Boosting competitiveness and clean energy
But what is new about this summit? Perhaps not so much the details, but for the first time security, economy, environment and migration were addressed jointly. That is why the meeting was a great boost to the overall competitiveness of the region, Abed emphasizes. And he highlights various agreements such as “strengthening investment in the semiconductor industry to reduce dependence on Asia, and the mapping of lithium and critical minerals essential for the energy transition.”
Riva Palacio, for his part, refers to “a series of ambitious, rapid and coordinated measures to build economies that are driven by clean energy and that respond to climate change.” And he mentions that these include “reducing methane emissions by at least 15 percent by 2030 from 2020 levels.”

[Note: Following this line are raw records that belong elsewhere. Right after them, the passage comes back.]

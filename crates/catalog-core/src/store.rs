//! Item store backed by a single JSON document
//!
//! Every read parses the whole file and every write replaces it. Writes are not
//! atomic, and only creations within this process are serialized against each other.

use crate::error::CoreError;
use crate::id;
use crate::models::{Item, NewItem};
use std::path::{Path, PathBuf};
use std::time::SystemTime;
use tokio::sync::Mutex;
use tracing::{debug, info};

/// Identity of the store file's current contents, as far as metadata can tell
#[derive(Debug, Clone, Copy, PartialEq, Eq)]
pub struct StoreFingerprint {
    pub modified: SystemTime,
    pub len: u64,
}

/// Accessor for the JSON item collection
#[derive(Debug)]
pub struct ItemStore {
    path: PathBuf,

    /// Serializes read-modify-write cycles issued through this handle
    write_lock: Mutex<()>,
}

impl ItemStore {
    pub fn new(path: impl Into<PathBuf>) -> Self {
        Self {
            path: path.into(),
            write_lock: Mutex::new(()),
        }
    }

    pub fn path(&self) -> &Path {
        &self.path
    }

    /// Create an empty collection if the file does not exist yet.
    ///
    /// Returns true when a new file was written.
    pub async fn ensure_exists(&self) -> Result<bool, CoreError> {
        if tokio::fs::try_exists(&self.path)
            .await
            .map_err(|e| self.read_error(e))?
        {
            return Ok(false);
        }

        if let Some(parent) = self.path.parent().filter(|p| !p.as_os_str().is_empty()) {
            tokio::fs::create_dir_all(parent)
                .await
                .map_err(|e| self.write_error(e))?;
        }

        self.write_all(&[]).await?;
        info!(path = %self.path.display(), "Created empty item store");
        Ok(true)
    }

    /// Load and parse the whole collection
    pub async fn read_all(&self) -> Result<Vec<Item>, CoreError> {
        let content = tokio::fs::read_to_string(&self.path)
            .await
            .map_err(|e| self.read_error(e))?;

        let items: Vec<Item> =
            serde_json::from_str(&content).map_err(|e| CoreError::StorageParse {
                path: self.path.clone(),
                message: e.to_string(),
                source: e,
            })?;

        debug!(count = items.len(), "Item store read");
        Ok(items)
    }

    /// Replace the persisted collection with `items`
    pub async fn write_all(&self, items: &[Item]) -> Result<(), CoreError> {
        let content = serde_json::to_string_pretty(items).map_err(CoreError::Serialize)?;

        tokio::fs::write(&self.path, content)
            .await
            .map_err(|e| self.write_error(e))?;

        debug!(count = items.len(), "Item store written");
        Ok(())
    }

    /// Look up a single item by id
    pub async fn find(&self, id: u64) -> Result<Item, CoreError> {
        self.read_all()
            .await?
            .into_iter()
            .find(|item| item.id == id)
            .ok_or_else(|| CoreError::not_found(id))
    }

    /// Assign an id, append, and persist. Returns the stored item.
    pub async fn create(&self, new_item: NewItem) -> Result<Item, CoreError> {
        let _guard = self.write_lock.lock().await;

        let mut items = self.read_all().await?;
        let item = new_item.with_id(id::next_id(&items));
        items.push(item.clone());
        self.write_all(&items).await?;

        info!(id = item.id, name = %item.name, "Item created");
        Ok(item)
    }

    /// Current modification time and size of the backing file
    pub async fn fingerprint(&self) -> Result<StoreFingerprint, CoreError> {
        let metadata = tokio::fs::metadata(&self.path)
            .await
            .map_err(|e| self.read_error(e))?;
        let modified = metadata.modified().map_err(|e| self.read_error(e))?;

        Ok(StoreFingerprint {
            modified,
            len: metadata.len(),
        })
    }

    fn read_error(&self, source: std::io::Error) -> CoreError {
        CoreError::StorageRead {
            path: self.path.clone(),
            source,
        }
    }

    fn write_error(&self, source: std::io::Error) -> CoreError {
        CoreError::StorageWrite {
            path: self.path.clone(),
            source,
        }
    }
}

Cybersecurity and espionage
A novel topic was cybersecurity, on which a special dialogue group was created. “Although it is not expressly stated, that means Mexico’s approach to the Five Eyes system,” says Martínez, referring to the intelligence and espionage alliance known as FVEY, which until now includes Australia, Canada, New Zealand, the United Kingdom and USA.
Mexico, the target of several cyberattacks such as that of the Guacamaya group against the Armed Forces last year, put aside its reluctance, probably “to contain the technological avalanche that China is preparing from 2025,” says this China expert from UNAM.

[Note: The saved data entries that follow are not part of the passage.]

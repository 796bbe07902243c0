//! Stats cache invalidated by the store file's modification time
//!
//! The check and the recompute are separate steps: two callers that both see a
//! changed fingerprint will both recompute. Recomputation is pure, so the only
//! cost is wasted work. The mutex is never held across I/O.

use crate::error::CoreError;
use crate::models::Stats;
use crate::store::{ItemStore, StoreFingerprint};
use parking_lot::Mutex;
use tracing::debug;

#[derive(Debug, Clone, Copy)]
struct CachedStats {
    fingerprint: StoreFingerprint,
    stats: Stats,
}

/// Process-wide memo of the last computed [`Stats`]
#[derive(Debug, Default)]
pub struct StatsCache {
    cached: Mutex<Option<CachedStats>>,
}

impl StatsCache {
    pub fn new() -> Self {
        Self::default()
    }

    /// Stats for the store's current contents, recomputed only when the file changed
    pub async fn get(&self, store: &ItemStore) -> Result<Stats, CoreError> {
        let fingerprint = store.fingerprint().await?;

        let cached = *self.cached.lock();
        if let Some(cached) = cached {
            if cached.fingerprint == fingerprint {
                debug!("Serving cached stats");
                return Ok(cached.stats);
            }
        }

        let items = store.read_all().await?;
        let stats = Stats::from_items(&items);

        *self.cached.lock() = Some(CachedStats { fingerprint, stats });
        debug!(total = stats.total, "Stats recomputed");

        Ok(stats)
    }

    /// Drop the cached snapshot so the next call recomputes
    pub fn invalidate(&self) {
        *self.cached.lock() = None;
    }

    /// Whether a snapshot is currently held
    pub fn is_warm(&self) -> bool {
        self.cached.lock().is_some()
    }
}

Order migration and train workers
There was also progress towards orderly migration to foster competitiveness, at a time when Canada and the United States face the double challenges of a migration flood and, at the same time, a shortage of skilled labor.
Recently, Biden announced a drastic change, forcing migrants from Venezuela, Cuba, Nicaragua and Haiti to apply from their countries of origin, if they do not want to be immediately deported when they step on American soil. This helped to substantially lower the migratory flow, said the Mexican president. Mexico will support this strategy by building a large migration center in the South, to facilitate documented migration and curb human trafficking.
At the same time, a new student mobility project was created to train the leaders and technicians of the 21st century. That opens opportunities for young Mexicans. However, it leaves out the rest of Latin America, something that López Obrador demanded of Biden during the summit, speaking of “abandonment.” But, beyond his rhetoric, the vision of his partners to turn North America into a bastion to face global competition from China prevailed.